La
“riforma” che non si fa è quella che più pesa sul futuro, anche prossimo. Agli
effetti del fisco, della previdenza, dell’istruzione, del mercato degli affitti
e dell’edilizia abitativa naturalmente, e dell’ordine pubblico: un diritto dell’immigrazione.
Che semplifichi la stabilizzazione di questa massa, agli effetti della
residenza o del permesso di soggiorno, e della cittadinanza attiva. Per un
dovere civico ma anche per un interesse pratico, di ordine (istruzione, sanità,
relazioni interindividuali) e di economia.
Al
primo gennaio erano presenti in Italia per l’Istat “regolarmente” 3.874.726
cittadini non comunitari. E gli irregolari, saranno stati un milione? Mettiamo
mezzo milione: ci sono in Italia stabili 4,5 milioni di cittadini extra Ue. Più
un milione di rumeni, altra cifra esatta. Più i polacchi, i bulgari, gli
slovacchi, mettiamo mezzo milione.
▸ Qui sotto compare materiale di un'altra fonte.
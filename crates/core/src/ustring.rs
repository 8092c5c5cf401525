//! Boundary conversion between UTF-8 bytes and the wide string used by the
//! PDF library.
//!
//! Host-side text arrives as UTF-8. The library stores text (titles,
//! metadata, annotation contents, extracted page text) as UTF-16 code units.
//! [`to_internal`] and [`to_external`] move a value across that boundary
//! without loss: for every sequence of Unicode scalar values the two are
//! exact inverses.
//!
//! Malformed UTF-8 is rejected with [`QuireError::Encoding`]. Nothing is
//! truncated and nothing is replaced with U+FFFD.

use std::fmt;
use std::str::FromStr;

use crate::error::{QuireError, Result};

/// Text in the PDF library's internal representation.
///
/// A sequence of UTF-16 code units. Every constructor validates its input,
/// so a `UString` never holds an unpaired surrogate and converting it back
/// to UTF-8 cannot fail.
#[derive(Clone, Default, PartialEq, Eq, Hash, PartialOrd, Ord)]
pub struct UString {
    units: Vec<u16>,
}

/// Convert UTF-8 bytes to the internal wide string.
///
/// Fails with [`QuireError::Encoding`] if `external` is not well-formed UTF-8.
pub fn to_internal(external: &[u8]) -> Result<UString> {
    UString::from_utf8(external)
}

/// Convert an internal wide string to UTF-8 bytes.
pub fn to_external(internal: &UString) -> Vec<u8> {
    internal.to_utf8()
}

impl UString {
    /// An empty string.
    pub fn new() -> Self {
        Self::default()
    }

    /// Decode UTF-8 bytes.
    pub fn from_utf8(bytes: &[u8]) -> Result<Self> {
        let text = std::str::from_utf8(bytes).map_err(|err| {
            tracing::debug!(
                valid_up_to = err.valid_up_to(),
                error_len = ?err.error_len(),
                "rejecting malformed utf-8"
            );
            QuireError::from(err)
        })?;
        Ok(Self::from(text))
    }

    /// Decode ISO-8859-1 bytes. Every byte is a scalar value, so this
    /// cannot fail.
    pub fn from_latin1(bytes: &[u8]) -> Self {
        Self {
            units: bytes.iter().map(|&b| u16::from(b)).collect(),
        }
    }

    /// Build from raw UTF-16 code units, checking surrogate pairing.
    pub fn from_utf16(units: &[u16]) -> Result<Self> {
        let mut index = 0;
        for decoded in char::decode_utf16(units.iter().copied()) {
            match decoded {
                Ok(ch) => index += ch.len_utf16(),
                Err(err) => {
                    let unit = err.unpaired_surrogate();
                    tracing::debug!(unit, index, "rejecting unpaired surrogate");
                    return Err(QuireError::UnpairedSurrogate { unit, index });
                }
            }
        }
        Ok(Self {
            units: units.to_vec(),
        })
    }

    /// Encode as UTF-8 bytes.
    pub fn to_utf8(&self) -> Vec<u8> {
        self.to_string().into_bytes()
    }

    /// Encode as ISO-8859-1.
    ///
    /// Fails with [`QuireError::NotLatin1`] at the first scalar above U+00FF;
    /// `index` counts scalars, not code units.
    pub fn to_latin1(&self) -> Result<Vec<u8>> {
        self.chars()
            .enumerate()
            .map(|(index, ch)| {
                u8::try_from(u32::from(ch)).map_err(|_| QuireError::NotLatin1 { ch, index })
            })
            .collect()
    }

    /// The UTF-16 code units.
    pub fn as_units(&self) -> &[u16] {
        &self.units
    }

    pub fn into_units(self) -> Vec<u16> {
        self.units
    }

    /// Length in UTF-16 code units.
    pub fn len(&self) -> usize {
        self.units.len()
    }

    pub fn is_empty(&self) -> bool {
        self.units.is_empty()
    }

    /// Iterate over the scalar values.
    pub fn chars(&self) -> impl Iterator<Item = char> + '_ {
        // Units are validated on construction; the fallback is unreachable.
        char::decode_utf16(self.units.iter().copied())
            .map(|r| r.unwrap_or(char::REPLACEMENT_CHARACTER))
    }

    /// Number of scalar values (surrogate pairs count once).
    pub fn char_count(&self) -> usize {
        self.chars().count()
    }
}

impl fmt::Display for UString {
    fn fmt(&self, f: &mut fmt::Formatter<'_>) -> fmt::Result {
        use fmt::Write;
        for ch in self.chars() {
            f.write_char(ch)?;
        }
        Ok(())
    }
}

impl fmt::Debug for UString {
    fn fmt(&self, f: &mut fmt::Formatter<'_>) -> fmt::Result {
        write!(f, "UString({:?})", self.to_string())
    }
}

impl From<&str> for UString {
    fn from(s: &str) -> Self {
        Self {
            units: s.encode_utf16().collect(),
        }
    }
}

impl From<String> for UString {
    fn from(s: String) -> Self {
        Self::from(s.as_str())
    }
}

impl From<&UString> for String {
    fn from(s: &UString) -> Self {
        s.to_string()
    }
}

impl FromStr for UString {
    type Err = std::convert::Infallible;

    fn from_str(s: &str) -> std::result::Result<Self, Self::Err> {
        Ok(Self::from(s))
    }
}

impl PartialEq<str> for UString {
    fn eq(&self, other: &str) -> bool {
        self.units.iter().copied().eq(other.encode_utf16())
    }
}

impl PartialEq<&str> for UString {
    fn eq(&self, other: &&str) -> bool {
        self == *other
    }
}

#[cfg(feature = "serde")]
impl serde::Serialize for UString {
    fn serialize<S: serde::Serializer>(&self, serializer: S) -> std::result::Result<S::Ok, S::Error> {
        serializer.collect_str(self)
    }
}

#[cfg(feature = "serde")]
impl<'de> serde::Deserialize<'de> for UString {
    fn deserialize<D: serde::Deserializer<'de>>(deserializer: D) -> std::result::Result<Self, D::Error> {
        let s = String::deserialize(deserializer)?;
        Ok(Self::from(s))
    }
}
//! Named constants and functions a host binding exports.
//!
//! A host calls [`init`] once and walks the returned [`Registry`] to build
//! its namespace. Nothing is registered implicitly when the crate is
//! loaded.

use std::collections::HashSet;

use crate::error::{QuireError, Result};
use crate::global::{PageBox, Permission, Rotation};

/// A single exported enum member.
#[derive(Debug, Clone, Copy, PartialEq, Eq)]
#[cfg_attr(feature = "serde", derive(serde::Serialize))]
pub struct Constant {
    pub name: &'static str,
    pub value: i64,
}

/// The members of one enum, in value order.
#[derive(Debug, Clone, PartialEq, Eq)]
#[cfg_attr(feature = "serde", derive(serde::Serialize))]
pub struct EnumTable {
    pub name: &'static str,
    pub constants: Vec<Constant>,
}

impl EnumTable {
    fn of<T: Copy>(name: &'static str, all: &[T], describe: impl Fn(T) -> Constant) -> Self {
        Self {
            name,
            constants: all.iter().copied().map(describe).collect(),
        }
    }

    pub fn get(&self, name: &str) -> Option<&Constant> {
        self.constants.iter().find(|c| c.name == name)
    }
}

/// A function a host exposes.
#[derive(Debug, Clone, Copy, PartialEq, Eq)]
#[cfg_attr(feature = "serde", derive(serde::Serialize))]
pub struct FunctionEntry {
    pub name: &'static str,
    pub signature: &'static str,
    pub summary: &'static str,
}

/// A deprecated extra name for an enum member.
///
/// Older bindings exported `rotate18_0` and `rotate27_0`; they stay
/// importable and resolve to the same member as `target`.
#[derive(Debug, Clone, Copy, PartialEq, Eq)]
#[cfg_attr(feature = "serde", derive(serde::Serialize))]
pub struct Alias {
    pub name: &'static str,
    pub table: &'static str,
    pub target: &'static str,
}

#[derive(Debug, Clone, PartialEq, Eq)]
#[cfg_attr(feature = "serde", derive(serde::Serialize))]
pub struct Registry {
    enums: Vec<EnumTable>,
    functions: Vec<FunctionEntry>,
    aliases: Vec<Alias>,
}

/// Build the registry. Equivalent to [`Registry::new`].
pub fn init() -> Registry {
    Registry::new()
}

impl Default for Registry {
    fn default() -> Self {
        Self::new()
    }
}

impl Registry {
    pub fn new() -> Self {
        let enums = vec![
            EnumTable::of(Permission::KIND, Permission::ALL, |p| Constant {
                name: p.name(),
                value: p.value(),
            }),
            EnumTable::of(PageBox::KIND, PageBox::ALL, |b| Constant {
                name: b.name(),
                value: b.value(),
            }),
            EnumTable::of(Rotation::KIND, Rotation::ALL, |r| Constant {
                name: r.name(),
                value: r.value(),
            }),
        ];
        let functions = vec![
            FunctionEntry {
                name: "ustring",
                signature: "(text: str | bytes) -> _ustring",
                summary: "Convert UTF-8 text to the library's wide string",
            },
            FunctionEntry {
                name: "from_ustring",
                signature: "(value: _ustring) -> str",
                summary: "Convert a wide string back to UTF-8 text",
            },
            FunctionEntry {
                name: "permissions_from_p",
                signature: "(p: int) -> list[permission_enum]",
                summary: "Decode the /P entry of an encryption dictionary",
            },
            FunctionEntry {
                name: "rotation_from_degrees",
                signature: "(degrees: int) -> rotation_enum",
                summary: "Normalise a /Rotate value to a rotation",
            },
        ];
        let aliases = vec![
            Alias {
                name: "rotate18_0",
                table: Rotation::KIND,
                target: Rotation::Rotate180.name(),
            },
            Alias {
                name: "rotate27_0",
                table: Rotation::KIND,
                target: Rotation::Rotate270.name(),
            },
        ];
        tracing::trace!(
            enums = enums.len(),
            functions = functions.len(),
            aliases = aliases.len(),
            "registry built"
        );
        Self {
            enums,
            functions,
            aliases,
        }
    }

    pub fn enums(&self) -> &[EnumTable] {
        &self.enums
    }

    pub fn functions(&self) -> &[FunctionEntry] {
        &self.functions
    }

    pub fn aliases(&self) -> &[Alias] {
        &self.aliases
    }

    /// The member an alias stands for.
    pub fn resolve_alias(&self, alias: &Alias) -> Result<&Constant> {
        self.table(alias.table)
            .and_then(|t| t.get(alias.target))
            .ok_or_else(|| QuireError::UnknownName {
                kind: "alias target",
                name: format!("{}.{}", alias.table, alias.target),
            })
    }

    pub fn table(&self, name: &str) -> Option<&EnumTable> {
        self.enums.iter().find(|t| t.name == name)
    }

    /// Find a member by its exported name in any table.
    ///
    /// Hosts that export enum members at module level see them under these
    /// names, so they must be unique across tables; [`Registry::validate`]
    /// checks that.
    pub fn lookup(&self, name: &str) -> Option<(&EnumTable, &Constant)> {
        self.enums
            .iter()
            .find_map(|t| t.get(name).map(|c| (t, c)))
    }

    /// Every name the host will place in its namespace.
    pub fn exported_names(&self) -> impl Iterator<Item = &'static str> + '_ {
        self.enums
            .iter()
            .flat_map(|t| std::iter::once(t.name).chain(t.constants.iter().map(|c| c.name)))
            .chain(self.functions.iter().map(|f| f.name))
            .chain(self.aliases.iter().map(|a| a.name))
    }

    /// Check that exported names do not collide, that values are unique
    /// within each table and that every alias points at a member.
    ///
    /// Aliases share a value with their target and are not part of the
    /// value check.
    pub fn validate(&self) -> Result<()> {
        let mut seen = HashSet::new();
        for name in self.exported_names() {
            if !seen.insert(name) {
                return Err(QuireError::DuplicateName(name.to_string()));
            }
        }
        for table in &self.enums {
            let mut values = HashSet::new();
            for c in &table.constants {
                if !values.insert(c.value) {
                    return Err(QuireError::DuplicateValue {
                        table: table.name,
                        name: c.name,
                        value: c.value,
                    });
                }
            }
        }
        for alias in &self.aliases {
            self.resolve_alias(alias)?;
        }
        Ok(())
    }
}

#[cfg(test)]
mod tests {
    use super::*;

    #[test]
    fn test_tables_in_order() {
        let reg = init();
        let names: Vec<_> = reg.enums().iter().map(|t| t.name).collect();
        assert_eq!(names, ["permission_enum", "page_box_enum", "rotation_enum"]);
        assert_eq!(reg.table("permission_enum").unwrap().constants.len(), 8);
        assert!(reg.table("missing").is_none());
    }

    #[test]
    fn test_lookup() {
        let reg = init();
        let (table, c) = reg.lookup("trim_box").unwrap();
        assert_eq!(table.name, "page_box_enum");
        assert_eq!(c.value, 3);
        let (_, c) = reg.lookup("print_high_resolution").unwrap();
        assert_eq!(c.value, 7);
        assert!(reg.lookup("rotate_45").is_none());
    }

    #[test]
    fn test_validate() {
        assert!(init().validate().is_ok());
    }

    #[test]
    fn test_validate_rejects_collision() {
        let mut reg = init();
        reg.functions.push(FunctionEntry {
            name: "copy",
            signature: "()",
            summary: "",
        });
        assert!(matches!(
            reg.validate(),
            Err(QuireError::DuplicateName(name)) if name == "copy"
        ));
    }

    #[test]
    fn test_validate_rejects_duplicate_value() {
        let mut reg = init();
        reg.enums[2].constants.push(Constant {
            name: "rotate_360",
            value: 0,
        });
        assert!(matches!(
            reg.validate(),
            Err(QuireError::DuplicateValue {
                table: "rotation_enum",
                name: "rotate_360",
                value: 0
            })
        ));
    }

    #[test]
    fn test_aliases_resolve_to_rotation_members() {
        let reg = init();
        let resolved: Vec<_> = reg
            .aliases()
            .iter()
            .map(|a| (a.name, reg.resolve_alias(a).unwrap().value))
            .collect();
        assert_eq!(resolved, [("rotate18_0", 2), ("rotate27_0", 3)]);
    }

    #[test]
    fn test_validate_rejects_dangling_alias() {
        let mut reg = init();
        reg.aliases.push(Alias {
            name: "rotate36_0",
            table: "rotation_enum",
            target: "rotate_360",
        });
        assert!(matches!(
            reg.validate(),
            Err(QuireError::UnknownName {
                kind: "alias target",
                ..
            })
        ));
    }

    #[test]
    fn test_validate_rejects_alias_shadowing_member() {
        let mut reg = init();
        reg.aliases.push(Alias {
            name: "rotate_90",
            table: "rotation_enum",
            target: "rotate_90",
        });
        assert!(matches!(
            reg.validate(),
            Err(QuireError::DuplicateName(name)) if name == "rotate_90"
        ));
    }
}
Ci sono in Italia, quasi tutti regolarizzati,
sei milioni di stranieri. Il decimo della popolazione.
Da
considerare ormai stabili.
Sentire
al mercatino matrone africane toscaneggiare, o napoletaneggiare, non è più una
curiosità, è un modo di essere – molte attività sono ormai di immigrati. Anzi,
più che una curiosità, è un modo d’essere, di assetti socio-economici sempre
meno marginali molti ambulanti sono già negozianti, molti manovali sono
imprenditori, molti operai padroncini. Non ultimo per l’effetto demografico: la
percentuale di popolazione “non italiana” è la sola che s’incrementa, mentre
quella autoctona si contrae. Ed è anche la sola valvola di possibile sviluppo
economico.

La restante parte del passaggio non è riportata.